From the entries below, retype only the lines from the one with "let store = IngredientStore::new(config.items_path());" through the one with "async fn test_template_without_role_tags_is_not_dispatched()", exactly as written.

======== Input data ========

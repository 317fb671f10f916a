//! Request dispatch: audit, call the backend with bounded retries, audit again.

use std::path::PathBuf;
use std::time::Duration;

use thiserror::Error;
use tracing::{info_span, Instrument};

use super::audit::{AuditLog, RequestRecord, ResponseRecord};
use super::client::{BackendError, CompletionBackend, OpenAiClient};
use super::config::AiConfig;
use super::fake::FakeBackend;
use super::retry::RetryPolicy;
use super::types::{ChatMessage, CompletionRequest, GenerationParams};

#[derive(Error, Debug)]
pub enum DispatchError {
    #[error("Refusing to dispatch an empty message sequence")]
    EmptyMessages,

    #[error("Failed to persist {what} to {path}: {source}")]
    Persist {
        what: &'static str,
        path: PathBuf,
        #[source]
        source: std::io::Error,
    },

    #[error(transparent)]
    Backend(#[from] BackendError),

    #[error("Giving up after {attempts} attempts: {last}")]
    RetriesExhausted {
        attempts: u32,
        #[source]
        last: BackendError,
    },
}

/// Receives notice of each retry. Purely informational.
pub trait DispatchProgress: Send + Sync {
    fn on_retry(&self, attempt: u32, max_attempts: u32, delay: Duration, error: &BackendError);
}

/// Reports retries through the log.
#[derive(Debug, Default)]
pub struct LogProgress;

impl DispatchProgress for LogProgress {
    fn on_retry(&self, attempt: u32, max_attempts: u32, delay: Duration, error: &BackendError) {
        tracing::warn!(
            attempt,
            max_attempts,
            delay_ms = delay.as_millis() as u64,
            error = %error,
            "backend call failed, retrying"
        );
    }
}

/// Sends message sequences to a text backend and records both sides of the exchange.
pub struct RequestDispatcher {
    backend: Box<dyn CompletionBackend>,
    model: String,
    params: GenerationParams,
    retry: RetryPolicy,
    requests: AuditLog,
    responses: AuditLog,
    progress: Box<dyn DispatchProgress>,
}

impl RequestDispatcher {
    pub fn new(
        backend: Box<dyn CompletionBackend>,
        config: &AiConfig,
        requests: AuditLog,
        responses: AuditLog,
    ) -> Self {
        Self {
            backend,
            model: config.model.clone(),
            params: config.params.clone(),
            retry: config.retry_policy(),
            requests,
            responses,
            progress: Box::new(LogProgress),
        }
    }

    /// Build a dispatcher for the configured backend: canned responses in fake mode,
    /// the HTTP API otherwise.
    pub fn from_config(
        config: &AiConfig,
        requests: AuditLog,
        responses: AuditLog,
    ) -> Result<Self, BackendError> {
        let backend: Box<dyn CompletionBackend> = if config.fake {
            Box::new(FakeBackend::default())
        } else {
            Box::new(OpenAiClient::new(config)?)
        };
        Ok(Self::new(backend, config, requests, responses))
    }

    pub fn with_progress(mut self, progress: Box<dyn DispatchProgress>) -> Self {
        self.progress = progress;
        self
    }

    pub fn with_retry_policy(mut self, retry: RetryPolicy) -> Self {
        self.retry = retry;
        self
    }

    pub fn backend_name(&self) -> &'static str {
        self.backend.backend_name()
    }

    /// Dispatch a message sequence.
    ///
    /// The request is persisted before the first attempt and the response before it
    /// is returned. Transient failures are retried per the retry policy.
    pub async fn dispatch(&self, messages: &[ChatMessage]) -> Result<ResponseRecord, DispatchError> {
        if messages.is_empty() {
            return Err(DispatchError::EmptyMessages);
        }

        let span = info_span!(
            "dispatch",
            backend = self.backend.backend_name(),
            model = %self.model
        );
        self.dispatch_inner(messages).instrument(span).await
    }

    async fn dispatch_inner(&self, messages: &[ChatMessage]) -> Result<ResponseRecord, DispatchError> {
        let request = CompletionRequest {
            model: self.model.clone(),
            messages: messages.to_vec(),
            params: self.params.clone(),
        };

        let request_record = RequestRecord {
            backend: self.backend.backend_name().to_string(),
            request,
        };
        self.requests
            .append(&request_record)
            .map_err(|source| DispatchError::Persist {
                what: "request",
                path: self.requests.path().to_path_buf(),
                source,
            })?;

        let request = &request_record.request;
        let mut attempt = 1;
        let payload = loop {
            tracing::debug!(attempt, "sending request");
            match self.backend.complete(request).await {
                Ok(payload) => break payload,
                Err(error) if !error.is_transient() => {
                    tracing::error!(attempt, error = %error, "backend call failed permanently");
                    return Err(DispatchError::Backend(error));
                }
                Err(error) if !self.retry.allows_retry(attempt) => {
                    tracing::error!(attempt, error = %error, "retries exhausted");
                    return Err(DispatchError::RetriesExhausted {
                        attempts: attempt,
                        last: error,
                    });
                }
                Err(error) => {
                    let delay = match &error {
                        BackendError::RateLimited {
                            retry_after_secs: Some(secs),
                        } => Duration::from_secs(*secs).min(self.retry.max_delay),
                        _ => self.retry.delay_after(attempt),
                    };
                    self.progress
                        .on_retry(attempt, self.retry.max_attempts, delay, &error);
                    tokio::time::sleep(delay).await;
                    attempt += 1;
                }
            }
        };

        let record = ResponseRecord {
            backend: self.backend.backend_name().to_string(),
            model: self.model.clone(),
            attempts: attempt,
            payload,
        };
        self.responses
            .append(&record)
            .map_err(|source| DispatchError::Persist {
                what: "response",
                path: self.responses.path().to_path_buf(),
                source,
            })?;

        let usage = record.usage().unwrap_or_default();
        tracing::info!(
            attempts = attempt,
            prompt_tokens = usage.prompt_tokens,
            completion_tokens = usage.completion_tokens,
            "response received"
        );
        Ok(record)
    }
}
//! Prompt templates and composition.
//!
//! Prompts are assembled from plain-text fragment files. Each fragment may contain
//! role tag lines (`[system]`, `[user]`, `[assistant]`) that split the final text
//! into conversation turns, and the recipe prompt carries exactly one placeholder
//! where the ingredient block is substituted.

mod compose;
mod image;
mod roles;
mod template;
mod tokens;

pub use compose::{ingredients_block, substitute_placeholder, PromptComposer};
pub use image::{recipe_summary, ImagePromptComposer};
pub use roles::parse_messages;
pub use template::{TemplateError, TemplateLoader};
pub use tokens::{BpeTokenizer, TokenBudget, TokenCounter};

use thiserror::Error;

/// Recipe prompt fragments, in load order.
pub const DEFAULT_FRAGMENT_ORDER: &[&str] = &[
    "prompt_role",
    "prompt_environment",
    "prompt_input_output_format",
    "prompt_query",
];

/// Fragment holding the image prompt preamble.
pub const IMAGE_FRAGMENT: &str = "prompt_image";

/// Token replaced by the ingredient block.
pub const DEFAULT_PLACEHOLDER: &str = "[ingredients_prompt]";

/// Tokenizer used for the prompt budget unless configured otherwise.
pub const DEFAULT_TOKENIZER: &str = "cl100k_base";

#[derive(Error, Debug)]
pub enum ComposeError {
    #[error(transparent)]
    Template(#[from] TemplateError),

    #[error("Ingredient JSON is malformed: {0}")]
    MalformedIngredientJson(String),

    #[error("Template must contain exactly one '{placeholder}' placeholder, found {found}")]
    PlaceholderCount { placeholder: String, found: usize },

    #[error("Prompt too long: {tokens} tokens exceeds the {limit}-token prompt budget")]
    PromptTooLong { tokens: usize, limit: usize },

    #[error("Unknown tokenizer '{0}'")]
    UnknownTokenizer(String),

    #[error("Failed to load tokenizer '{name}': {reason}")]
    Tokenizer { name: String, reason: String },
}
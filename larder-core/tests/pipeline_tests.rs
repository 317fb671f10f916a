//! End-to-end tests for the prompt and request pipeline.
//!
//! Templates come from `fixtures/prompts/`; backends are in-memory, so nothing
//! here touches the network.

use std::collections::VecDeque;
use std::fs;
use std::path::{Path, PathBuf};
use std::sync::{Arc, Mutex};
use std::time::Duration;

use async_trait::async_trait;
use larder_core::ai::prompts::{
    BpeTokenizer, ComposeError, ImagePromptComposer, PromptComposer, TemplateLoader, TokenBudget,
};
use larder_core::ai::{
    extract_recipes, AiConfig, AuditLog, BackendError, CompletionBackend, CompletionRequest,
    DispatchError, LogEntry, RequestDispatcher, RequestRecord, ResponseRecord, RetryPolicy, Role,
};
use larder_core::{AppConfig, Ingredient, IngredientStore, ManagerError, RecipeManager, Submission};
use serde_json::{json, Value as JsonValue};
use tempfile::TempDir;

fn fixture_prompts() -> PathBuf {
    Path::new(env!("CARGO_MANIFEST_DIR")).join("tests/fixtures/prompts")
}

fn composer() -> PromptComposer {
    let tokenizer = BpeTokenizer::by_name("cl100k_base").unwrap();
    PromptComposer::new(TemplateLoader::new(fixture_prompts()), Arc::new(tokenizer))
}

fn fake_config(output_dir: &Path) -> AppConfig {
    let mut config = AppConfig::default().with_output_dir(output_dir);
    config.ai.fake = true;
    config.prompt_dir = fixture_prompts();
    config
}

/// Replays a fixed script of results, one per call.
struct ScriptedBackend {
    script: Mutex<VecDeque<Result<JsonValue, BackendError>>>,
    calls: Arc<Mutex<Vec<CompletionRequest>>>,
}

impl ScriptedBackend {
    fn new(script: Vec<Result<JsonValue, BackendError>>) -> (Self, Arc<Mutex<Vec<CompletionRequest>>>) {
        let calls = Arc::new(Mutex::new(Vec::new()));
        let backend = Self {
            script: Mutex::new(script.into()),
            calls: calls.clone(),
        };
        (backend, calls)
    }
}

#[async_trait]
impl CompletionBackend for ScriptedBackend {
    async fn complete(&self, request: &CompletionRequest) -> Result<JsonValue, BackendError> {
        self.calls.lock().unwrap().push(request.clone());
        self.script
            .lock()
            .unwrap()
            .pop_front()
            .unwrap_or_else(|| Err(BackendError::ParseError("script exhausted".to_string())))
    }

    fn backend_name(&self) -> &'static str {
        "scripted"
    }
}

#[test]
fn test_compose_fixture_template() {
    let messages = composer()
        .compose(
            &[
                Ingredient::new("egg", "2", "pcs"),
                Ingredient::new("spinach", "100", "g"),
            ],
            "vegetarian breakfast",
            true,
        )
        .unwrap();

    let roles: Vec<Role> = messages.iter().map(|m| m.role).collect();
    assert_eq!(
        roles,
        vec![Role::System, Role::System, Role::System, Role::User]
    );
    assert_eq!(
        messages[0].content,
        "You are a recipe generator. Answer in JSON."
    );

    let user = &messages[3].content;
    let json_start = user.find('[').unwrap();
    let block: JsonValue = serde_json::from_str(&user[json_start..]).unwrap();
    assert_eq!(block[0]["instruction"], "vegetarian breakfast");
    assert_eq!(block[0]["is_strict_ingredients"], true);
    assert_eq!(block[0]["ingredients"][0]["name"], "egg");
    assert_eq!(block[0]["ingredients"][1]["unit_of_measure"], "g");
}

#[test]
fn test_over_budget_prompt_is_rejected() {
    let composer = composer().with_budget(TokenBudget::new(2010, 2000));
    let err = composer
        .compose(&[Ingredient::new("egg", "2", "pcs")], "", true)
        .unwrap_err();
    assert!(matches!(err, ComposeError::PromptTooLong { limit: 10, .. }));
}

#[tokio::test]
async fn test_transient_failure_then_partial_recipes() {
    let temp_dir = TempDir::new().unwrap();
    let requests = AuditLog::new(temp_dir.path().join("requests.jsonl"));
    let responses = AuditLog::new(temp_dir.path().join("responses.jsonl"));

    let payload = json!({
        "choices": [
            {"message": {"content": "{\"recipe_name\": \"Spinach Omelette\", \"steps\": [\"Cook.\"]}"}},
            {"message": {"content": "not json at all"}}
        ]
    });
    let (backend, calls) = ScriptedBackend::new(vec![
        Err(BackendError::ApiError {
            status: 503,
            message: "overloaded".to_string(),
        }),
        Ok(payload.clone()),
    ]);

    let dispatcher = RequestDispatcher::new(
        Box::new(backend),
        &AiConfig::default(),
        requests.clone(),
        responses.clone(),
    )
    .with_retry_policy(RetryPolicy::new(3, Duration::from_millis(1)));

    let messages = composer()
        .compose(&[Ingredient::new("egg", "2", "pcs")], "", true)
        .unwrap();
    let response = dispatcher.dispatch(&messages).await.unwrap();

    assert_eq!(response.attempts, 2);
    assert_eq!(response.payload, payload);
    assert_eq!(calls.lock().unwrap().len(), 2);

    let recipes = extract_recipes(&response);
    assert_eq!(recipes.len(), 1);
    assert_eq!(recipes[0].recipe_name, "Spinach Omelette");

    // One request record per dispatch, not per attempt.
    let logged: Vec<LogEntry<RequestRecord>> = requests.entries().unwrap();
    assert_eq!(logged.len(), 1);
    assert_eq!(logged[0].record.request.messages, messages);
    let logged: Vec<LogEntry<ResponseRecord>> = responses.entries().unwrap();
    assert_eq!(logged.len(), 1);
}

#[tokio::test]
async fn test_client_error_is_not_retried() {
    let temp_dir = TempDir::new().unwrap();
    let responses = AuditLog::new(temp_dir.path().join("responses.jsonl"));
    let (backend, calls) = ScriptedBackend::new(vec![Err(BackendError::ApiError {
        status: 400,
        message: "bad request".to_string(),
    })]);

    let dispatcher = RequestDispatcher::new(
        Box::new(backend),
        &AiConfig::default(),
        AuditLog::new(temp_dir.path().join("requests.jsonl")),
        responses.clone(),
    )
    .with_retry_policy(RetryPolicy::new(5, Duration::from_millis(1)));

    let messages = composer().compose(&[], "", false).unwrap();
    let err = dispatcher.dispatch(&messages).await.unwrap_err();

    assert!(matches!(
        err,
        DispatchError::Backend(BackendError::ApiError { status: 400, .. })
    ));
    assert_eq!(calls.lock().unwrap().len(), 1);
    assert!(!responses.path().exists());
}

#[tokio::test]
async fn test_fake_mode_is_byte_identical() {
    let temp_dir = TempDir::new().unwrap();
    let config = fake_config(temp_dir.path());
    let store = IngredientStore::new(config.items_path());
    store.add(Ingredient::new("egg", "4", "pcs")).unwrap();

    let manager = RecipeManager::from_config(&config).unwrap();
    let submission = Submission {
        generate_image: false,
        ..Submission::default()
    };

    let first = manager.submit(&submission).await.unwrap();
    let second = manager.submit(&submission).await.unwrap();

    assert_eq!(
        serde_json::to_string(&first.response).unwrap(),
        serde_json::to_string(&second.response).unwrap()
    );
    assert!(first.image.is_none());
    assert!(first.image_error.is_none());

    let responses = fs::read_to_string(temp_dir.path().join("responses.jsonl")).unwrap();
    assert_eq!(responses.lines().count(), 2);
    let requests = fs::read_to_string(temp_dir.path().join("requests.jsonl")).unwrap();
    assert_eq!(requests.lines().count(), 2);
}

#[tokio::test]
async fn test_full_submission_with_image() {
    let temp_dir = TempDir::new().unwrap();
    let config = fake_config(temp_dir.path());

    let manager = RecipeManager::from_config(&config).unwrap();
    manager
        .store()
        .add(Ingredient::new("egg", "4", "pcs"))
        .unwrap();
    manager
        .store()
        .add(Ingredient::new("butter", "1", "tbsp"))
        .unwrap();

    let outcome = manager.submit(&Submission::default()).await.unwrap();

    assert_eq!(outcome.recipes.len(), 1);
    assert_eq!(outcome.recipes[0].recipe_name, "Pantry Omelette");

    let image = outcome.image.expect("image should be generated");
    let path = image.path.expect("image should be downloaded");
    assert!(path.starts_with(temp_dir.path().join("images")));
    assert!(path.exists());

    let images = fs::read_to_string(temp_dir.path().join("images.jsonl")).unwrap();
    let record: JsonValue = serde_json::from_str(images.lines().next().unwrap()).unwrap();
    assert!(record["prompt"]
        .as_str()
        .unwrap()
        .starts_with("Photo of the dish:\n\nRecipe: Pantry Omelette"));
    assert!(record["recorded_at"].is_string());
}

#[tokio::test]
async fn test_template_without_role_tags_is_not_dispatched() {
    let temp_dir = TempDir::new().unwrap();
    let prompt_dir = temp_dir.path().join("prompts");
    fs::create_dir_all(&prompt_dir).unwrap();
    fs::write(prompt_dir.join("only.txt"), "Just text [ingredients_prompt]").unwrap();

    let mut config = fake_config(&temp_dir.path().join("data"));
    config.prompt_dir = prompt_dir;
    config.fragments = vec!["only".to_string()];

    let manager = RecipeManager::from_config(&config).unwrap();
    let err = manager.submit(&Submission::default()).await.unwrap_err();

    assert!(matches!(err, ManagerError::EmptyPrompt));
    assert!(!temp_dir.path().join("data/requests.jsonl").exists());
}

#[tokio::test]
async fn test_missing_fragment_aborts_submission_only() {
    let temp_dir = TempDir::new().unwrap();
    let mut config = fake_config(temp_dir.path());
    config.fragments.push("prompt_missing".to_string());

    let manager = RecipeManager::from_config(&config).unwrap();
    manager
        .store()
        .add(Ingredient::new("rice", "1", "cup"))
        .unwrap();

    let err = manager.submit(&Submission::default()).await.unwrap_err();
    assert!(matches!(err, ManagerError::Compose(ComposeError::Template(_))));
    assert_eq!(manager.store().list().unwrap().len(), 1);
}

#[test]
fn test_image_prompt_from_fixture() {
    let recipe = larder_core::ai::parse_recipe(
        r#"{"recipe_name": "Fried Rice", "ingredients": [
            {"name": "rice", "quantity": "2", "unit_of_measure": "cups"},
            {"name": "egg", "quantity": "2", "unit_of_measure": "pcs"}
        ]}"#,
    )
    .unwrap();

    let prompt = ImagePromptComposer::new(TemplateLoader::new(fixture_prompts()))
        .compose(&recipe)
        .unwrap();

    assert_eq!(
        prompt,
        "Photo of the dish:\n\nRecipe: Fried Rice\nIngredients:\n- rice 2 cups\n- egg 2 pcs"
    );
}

========

**Output**
    let store = IngredientStore::new(config.items_path());
    store.add(Ingredient::new("egg", "4", "pcs")).unwrap();

    let manager = RecipeManager::from_config(&config).unwrap();
    let submission = Submission {
        generate_image: false,
        ..Submission::default()
    };

    let first = manager.submit(&submission).await.unwrap();
    let second = manager.submit(&submission).await.unwrap();

    assert_eq!(
        serde_json::to_string(&first.response).unwrap(),
        serde_json::to_string(&second.response).unwrap()
    );
    assert!(first.image.is_none());
    assert!(first.image_error.is_none());

    let responses = fs::read_to_string(temp_dir.path().join("responses.jsonl")).unwrap();
    assert_eq!(responses.lines().count(), 2);
    let requests = fs::read_to_string(temp_dir.path().join("requests.jsonl")).unwrap();
    assert_eq!(requests.lines().count(), 2);
}

#[tokio::test]
async fn test_full_submission_with_image() {
    let temp_dir = TempDir::new().unwrap();
    let config = fake_config(temp_dir.path());

    let manager = RecipeManager::from_config(&config).unwrap();
    manager
        .store()
        .add(Ingredient::new("egg", "4", "pcs"))
        .unwrap();
    manager
        .store()
        .add(Ingredient::new("butter", "1", "tbsp"))
        .unwrap();

    let outcome = manager.submit(&Submission::default()).await.unwrap();

    assert_eq!(outcome.recipes.len(), 1);
    assert_eq!(outcome.recipes[0].recipe_name, "Pantry Omelette");

    let image = outcome.image.expect("image should be generated");
    let path = image.path.expect("image should be downloaded");
    assert!(path.starts_with(temp_dir.path().join("images")));
    assert!(path.exists());

    let images = fs::read_to_string(temp_dir.path().join("images.jsonl")).unwrap();
    let record: JsonValue = serde_json::from_str(images.lines().next().unwrap()).unwrap();
    assert!(record["prompt"]
        .as_str()
        .unwrap()
        .starts_with("Photo of the dish:\n\nRecipe: Pantry Omelette"));
    assert!(record["recorded_at"].is_string());
}

#[tokio::test]
async fn test_template_without_role_tags_is_not_dispatched() {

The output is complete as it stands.